GlaxoSmithKline has gone on a vaccine-making binge in Asia, with a Chinese joint venture on flu shots and a new plant in Singapore to make pneumonia-fighters. The company inked an alliance with Shenzhen Neptunus to make flu vaccines for markets in China, Hong Kong and Macau; Glaxo gets a 40 percent initial stake in the JV in exchange for a contribution of cash and assets worth $34 million. Within two years, GSK plans to take a majority interest in the partnership.
Meanwhile, Glaxo chief Andrew Witty (photo) went to Singapore to open its largest vaccine plant in Asia. Singapore Prime Minister Lee Hsien Loong said his city-state is "proud to be a part of this project" and said work at the $600 million, 85,000-square-meter plant could save 3 million lives per year worldwide. Over the next two years the plant will ramp up to 1,100 workers, setting up production processes and quality controls, Witty said. Glaxo expects commercial production to begin there in 2011.
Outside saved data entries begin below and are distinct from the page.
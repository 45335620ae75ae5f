use axum::{
    extract::State,
    response::{Html, Redirect},
    routing::{get, post},
    Form, Router,
};
use axum_extra::extract::cookie::CookieJar;
use tracing::{info, instrument, warn};

use crate::{
    auth::{
        extractors::{AuthUser, ClientSession},
        handlers::take_flash,
        session::SessionRepo,
    },
    error::AppError,
    state::AppState,
    survey::{dto::survey_form, repo::SurveyRepo},
    views,
};

pub fn survey_routes() -> Router<AppState> {
    Router::new()
        .route("/", get(index))
        .route("/submit", post(submit))
        .route("/thank_you", get(thank_you))
}

pub async fn index(
    State(sessions): State<SessionRepo>,
    client: ClientSession,
) -> Result<Html<String>, AppError> {
    let flash = take_flash(&sessions, &client).await?;
    Ok(views::index(client.user.as_ref(), flash.as_deref()))
}

#[instrument(skip_all, fields(user_id = auth.user.id))]
pub async fn submit(
    State(surveys): State<SurveyRepo>,
    State(sessions): State<SessionRepo>,
    auth: AuthUser,
    jar: CookieJar,
    Form(pairs): Form<Vec<(String, String)>>,
) -> Result<(CookieJar, Redirect), AppError> {
    let answers = survey_form(pairs);
    match surveys.submit(auth.user.id, &answers).await {
        Ok(response_id) => {
            info!(response_id, interests = answers.interests.len(), "survey submitted");
            Ok((jar, Redirect::to("/thank_you")))
        }
        Err(e @ AppError::ForeignKeyViolation) => {
            warn!(error = %e, "survey rejected by store");
            sessions
                .redirect_with_flash(
                    jar,
                    Some(auth.session_id),
                    "Your answers could not be saved. Please try again.",
                    "/",
                )
                .await
        }
        Err(e) => Err(e),
    }
}

pub async fn thank_you(auth: AuthUser) -> Html<String> {
    views::thank_you(&auth.user)
}
use axum::{
    extract::State,
    http::header,
    response::{Html, IntoResponse},
    routing::get,
    Router,
};
use tracing::instrument;

use crate::{
    auth::extractors::AuthUser, error::AppError, report::render_gender_distribution,
    state::AppState, survey::repo::SurveyRepo, views,
};

pub fn report_routes() -> Router<AppState> {
    Router::new()
        .route("/results", get(results))
        .route("/results/chart.png", get(chart_png))
}

#[instrument(skip_all, fields(user_id = auth.user.id))]
pub async fn results(
    State(state): State<AppState>,
    State(surveys): State<SurveyRepo>,
    auth: AuthUser,
) -> Result<Html<String>, AppError> {
    let image = render_gender_distribution(&surveys, state.charts.clone()).await?;
    Ok(views::results(&auth.user, &image.to_base64()))
}

#[instrument(skip_all, fields(user_id = _auth.user.id))]
pub async fn chart_png(
    State(state): State<AppState>,
    State(surveys): State<SurveyRepo>,
    _auth: AuthUser,
) -> Result<impl IntoResponse, AppError> {
    let image = render_gender_distribution(&surveys, state.charts.clone()).await?;
    Ok((
        [
            (header::CONTENT_TYPE, "image/png"),
            (header::CACHE_CONTROL, "no-store"),
        ],
        image.into_bytes(),
    ))
}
At the Singapore press conference, Witty also offered his views on the global economy: sluggish, with continued economic contraction. "This could be a relatively anemic economic backdrop for a while," he said. "I'm not yet confident that anything is very different today than it was three months ago. I think we're still seeing an environment very similar to the one we saw in the second half of last year."